In order to realize the foregoing invention purpose; The present invention provides a kind of source of welding current of full voltage range; Comprise: the power supply input rectification circuit, prime booster circuit, back level full-bridge phase shifting inverter circuit, this power supply input rectification circuit is with the alternating current of the full voltage range of single-phase or the three-phase input voltage as the electrode booster circuit after rectification; It is a fixed voltage value that this prime booster circuit boosts input voltage, and this back level full-bridge phase shifting inverter circuit is used to reduce switching loss.As shown in Figure 2, Fig. 2 is the structural representation of the source of welding current of full voltage range provided by the present invention.The input voltage of power supply 101 is between 208 volts to 460 volts, provides single-phase or three-phase alternating current.The input voltage of power supply 101 boosts through the booster circuit 103 that comprises an intelligent PFC chip (Power Factor Correction power factor circuit) through behind the frequency rectifier 102.This booster circuit 103 makes the input voltage after the rectification be raised to the required voltage of late-class circuit full-bridge phase shifting inverter circuit.In the present invention, this booster circuit 103 comprises an IGBT switching tube, when input voltage is in full voltage range, all can be risen to a fixed voltage value by this booster circuit 103.Full-bridge phase shifting inverter circuit 104 with soft switching function is used to reduce switching loss.Soft switching function is meant the principle of using resonance, makes the electric current (or voltage) in the switching device press sine or the variation of quasi sine rule.When the electric current natural zero-crossing, make device turn-off (or voltage is when being zero, make device open-minded), thereby reduce switching loss.And then through transformer 105 transformations and full-wave rectifying circuit 106 rectifications acquisition one welding output voltage (or electric current).

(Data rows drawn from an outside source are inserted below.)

//! Test support library
//! Provides various helper functions & utilities for tests.
#![allow(dead_code)]

use meshcut::{Mesh, float_types::Real, plane::Plane};
use nalgebra::{Point3, Vector3};

/// Returns the bounding box `[min_x, min_y, min_z, max_x, max_y, max_z]` of a mesh's vertices.
pub fn bounding_box(mesh: &Mesh) -> [Real; 6] {
    let mut min = Point3::new(Real::MAX, Real::MAX, Real::MAX);
    let mut max = Point3::new(Real::MIN, Real::MIN, Real::MIN);
    for v in &mesh.vertices {
        min = min.inf(&v.pos);
        max = max.sup(&v.pos);
    }
    [min.x, min.y, min.z, max.x, max.y, max.z]
}

/// Quick helper to compare floating-point results with an acceptable tolerance.
pub fn approx_eq(a: Real, b: Real, eps: Real) -> bool {
    (a - b).abs() < eps
}

/// A single triangle mesh from three corners.
pub fn make_triangle(points: [[Real; 3]; 3]) -> Mesh {
    let positions: Vec<Point3<Real>> = points
        .iter()
        .map(|p| Point3::new(p[0], p[1], p[2]))
        .collect();
    Mesh::from_positions(&positions, &[[0, 1, 2]]).unwrap()
}

/// Triangles of `mesh` whose corners all lie on `plane`.
pub fn triangles_on_plane(mesh: &Mesh, plane: &Plane, eps: Real) -> Vec<[Point3<Real>; 3]> {
    mesh.triangle_positions()
        .filter(|tri| tri.iter().all(|p| plane.side(p).abs() < eps))
        .collect()
}

/// Sum of `(b - a) × (c - a) / 2` over a set of triangles: the vector area.
pub fn vector_area(triangles: &[[Point3<Real>; 3]]) -> Vector3<Real> {
    triangles
        .iter()
        .map(|[a, b, c]| (b - a).cross(&(c - a)) * 0.5)
        .sum()
}

/// Positions of `mesh`, sorted lexicographically, for order-independent comparisons.
pub fn sorted_positions(mesh: &Mesh) -> Vec<[Real; 3]> {
    let mut positions: Vec<[Real; 3]> = mesh.positions().iter().map(|p| [p.x, p.y, p.z]).collect();
    positions.sort_by(|a, b| {
        a[0].total_cmp(&b[0])
            .then(a[1].total_cmp(&b[1]))
            .then(a[2].total_cmp(&b[2]))
    });
    positions
}
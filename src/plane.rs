//! Cutting planes, point/plane side tests and edge/plane intersection.
//!
//! A [`Plane`] is stored as a point lying on it plus a unit normal. The sign of
//! [`Plane::side`] is fixed crate-wide: non-negative means *inside* (the half
//! space the normal points into), negative means *outside*.

use crate::errors::CutError;
use crate::float_types::{Real, tolerance};
use nalgebra::{Point3, Vector3};

/// A cutting plane given by a point on it and a unit normal.
#[derive(Debug, Clone, Copy, PartialEq)]
pub struct Plane {
    point: Point3<Real>,
    normal: Vector3<Real>,
}

impl Plane {
    /// Create a plane through `point` facing `normal`.
    ///
    /// The normal is normalized so that [`Plane::side`] is a true signed distance.
    ///
    /// ## Errors
    /// [`CutError::InvalidPlane`] if the normal has ~zero length or any component is not finite.
    pub fn new(point: Point3<Real>, normal: Vector3<Real>) -> Result<Self, CutError> {
        let length = normal.norm();
        let finite = point.coords.iter().chain(normal.iter()).all(|c| c.is_finite());
        if !finite || length <= tolerance() {
            return Err(CutError::InvalidPlane { point, normal });
        }
        Ok(Plane {
            point,
            normal: normal / length,
        })
    }

    /// Plane through the origin facing `normal`.
    pub fn through_origin(normal: Vector3<Real>) -> Result<Self, CutError> {
        Self::new(Point3::origin(), normal)
    }

    /// Plane through `a`, `b`, `c`; the normal follows the right-hand rule `(b-a) × (c-a)`.
    pub fn from_points(
        a: Point3<Real>,
        b: Point3<Real>,
        c: Point3<Real>,
    ) -> Result<Self, CutError> {
        Self::new(a, (b - a).cross(&(c - a)))
    }

    pub const fn point(&self) -> Point3<Real> {
        self.point
    }

    /// Unit normal of the plane
    pub const fn normal(&self) -> Vector3<Real> {
        self.normal
    }

    /// Same plane, facing the other way. Inside and outside swap.
    pub fn flipped(&self) -> Self {
        Plane {
            point: self.point,
            normal: -self.normal,
        }
    }

    /// Signed distance of `point` from the plane: `dot(normal, point - plane_point)`.
    #[inline]
    pub fn side(&self, point: &Point3<Real>) -> Real {
        self.normal.dot(&(point - self.point))
    }

    /// Whether `point` is classified inside, boundary inclusive.
    ///
    /// Points within [`tolerance`] below the plane still count as inside, so
    /// vertices created on the plane by a previous cut stay on the inside.
    #[inline]
    pub fn contains(&self, point: &Point3<Real>) -> bool {
        self.side(point) >= -tolerance()
    }

    /// Parameter `t` such that `start + t * (end - start)` lies on the plane.
    ///
    /// ## Errors
    /// [`CutError::ParallelEdge`] when the edge direction lies (within tolerance)
    /// in the plane, where `t` would be infinite or meaningless.
    pub fn intersect_param(
        &self,
        start: &Point3<Real>,
        end: &Point3<Real>,
    ) -> Result<Real, CutError> {
        let direction = end - start;
        let denom = self.normal.dot(&direction);
        if denom.abs() <= tolerance() * direction.norm() || denom == 0.0 {
            return Err(CutError::ParallelEdge {
                start: *start,
                end: *end,
            });
        }

        let t = self.normal.dot(&(self.point - start)) / denom;
        if !t.is_finite() {
            return Err(CutError::ParallelEdge {
                start: *start,
                end: *end,
            });
        }
        Ok(t)
    }
}

/// Linear interpolation `a + t * (b - a)`. `t` is not clamped.
#[inline]
pub fn lerp(a: &Point3<Real>, b: &Point3<Real>, t: Real) -> Point3<Real> {
    a + (b - a) * t
}
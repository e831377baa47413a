//! Per-triangle case analysis against a cutting plane.
//!
//! A triangle is classified by how many of its corners are inside:
//! 0 or 3 keep it whole, 1 or 2 split it along the two edges that cross the
//! plane. The corner on its own side ("lone" corner) keeps one triangle, the
//! opposite side receives the remaining quad as two triangles. Corners are
//! rotated so the lone corner comes first, which keeps the source winding on
//! both halves.

use crate::cut::CutBuffers;
use crate::errors::CutError;
use crate::float_types::{Real, tolerance};
use crate::mesh::Vertex;
use crate::plane::Plane;

/// A triangle together with the inside/outside state of its corners.
#[derive(Debug, Clone, Copy, PartialEq)]
pub(crate) struct ClassifiedTriangle {
    pub indices: [u32; 3],
    pub sides: [Real; 3],
    pub inside: [bool; 3],
}

impl ClassifiedTriangle {
    pub fn inside_count(&self) -> usize {
        self.inside.iter().filter(|&&inside| inside).count()
    }

    /// Majority vote of the corners; used when the triangle cannot be split.
    pub fn mostly_inside(&self) -> bool {
        self.inside_count() >= 2
    }

    /// Whether some corner lies inside by more than the tolerance band.
    pub fn reaches_inside(&self) -> bool {
        self.sides.iter().any(|&side| side > tolerance())
    }
}

pub(crate) fn classify(
    plane: &Plane,
    indices: [u32; 3],
    vertices: &[Vertex],
) -> ClassifiedTriangle {
    let sides = indices.map(|i| plane.side(&vertices[i as usize].pos));
    ClassifiedTriangle {
        indices,
        sides,
        inside: sides.map(|side| side >= -tolerance()),
    }
}

/// Emit `triangle` into the buffers, minting intersection vertices as needed.
/// Returns whether the triangle was split.
///
/// A triangle whose inside corners all sit in the tolerance band only grazes
/// the plane and goes to the outside whole.
///
/// ## Errors
/// [`CutError::ParallelEdge`] if a crossing edge lies in the plane. The buffers
/// are left untouched in that case so the caller can assign the triangle whole.
pub(crate) fn split_triangle(
    plane: &Plane,
    triangle: &ClassifiedTriangle,
    buffers: &mut CutBuffers,
) -> Result<bool, CutError> {
    match triangle.inside_count() {
        0 => buffers.assign_whole(triangle.indices, false),
        3 => buffers.assign_whole(triangle.indices, true),
        1 => return split_at(plane, triangle, lone_corner(&triangle.inside, true), true, buffers),
        _ => return split_at(plane, triangle, lone_corner(&triangle.inside, false), false, buffers),
    }
    Ok(false)
}

/// Position of the only corner whose inside flag equals `state`.
fn lone_corner(inside: &[bool; 3], state: bool) -> usize {
    inside.iter().position(|&s| s == state).unwrap_or(0)
}

fn split_at(
    plane: &Plane,
    triangle: &ClassifiedTriangle,
    lone: usize,
    lone_inside: bool,
    buffers: &mut CutBuffers,
) -> Result<bool, CutError> {
    let indices = triangle.indices;
    let a = indices[lone];
    let b = indices[(lone + 1) % 3];
    let c = indices[(lone + 2) % 3];

    let va = buffers.master[a as usize];
    let vb = buffers.master[b as usize];
    let vc = buffers.master[c as usize];

    // both parameters first: a failure must not leave half a split behind
    let tb = plane.intersect_param(&va.pos, &vb.pos)?;
    let tc = plane.intersect_param(&va.pos, &vc.pos)?;

    if !triangle.reaches_inside() {
        buffers.assign_whole(indices, false);
        return Ok(false);
    }

    // a band corner on the same side as its edge partner puts t outside [0, 1];
    // snapping keeps every new vertex on its source edge
    let tb = tb.clamp(0.0, 1.0);
    let tc = tc.clamp(0.0, 1.0);

    let ab = buffers.push_vertex(va.interpolate(&vb, tb));
    let ac = buffers.push_vertex(va.interpolate(&vc, tc));

    let CutBuffers {
        inside,
        outside,
        boundary,
        ..
    } = buffers;
    let (lone_side, quad_side) = if lone_inside {
        (inside, outside)
    } else {
        (outside, inside)
    };

    lone_side.extend([a, ab, ac]);
    quad_side.extend([ab, b, c, ab, c, ac]);
    boundary.extend([ab, ac]);
    Ok(true)
}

In order to realize better technique effect, the present invention also provides a welding control system 200 simultaneously, and this welding control system can be controlled the driving of IGBT switching tube.This welding control system comprises that also a magnitude of voltage detects and single-phase three-phase detection module 201 and output voltage current detection module, even an input display module 203, is used for controlling better this full voltage source of welding current.
Below will combine Fig. 3, specify the electrical block diagram of this full voltage source of welding current.As shown in Figure 3, this circuit comprises input power supply 101, frequency rectifier 102, prime booster circuit 103, back level full-bridge phase shifting inverter circuit 104, transformer 105 and full-wave rectifying circuit 106.
Input power supply 101 is used to provide single-phase or the three-phase voltage value is the alternating current of 208V ~ 460V.As 103 inputs of prime boost PFC circuit, control inductance L 1 energy storage and release after 102 rectifications of alternating current process frequency rectifier through the break-make of control Q switching.Thereby make voltage be raised to the required voltage of late-class circuit full-bridge phase shifting inverter circuit.Wherein thereby the control of switching tube Q mainly contains the PFC control chip and accomplishes and improved power factor (PF).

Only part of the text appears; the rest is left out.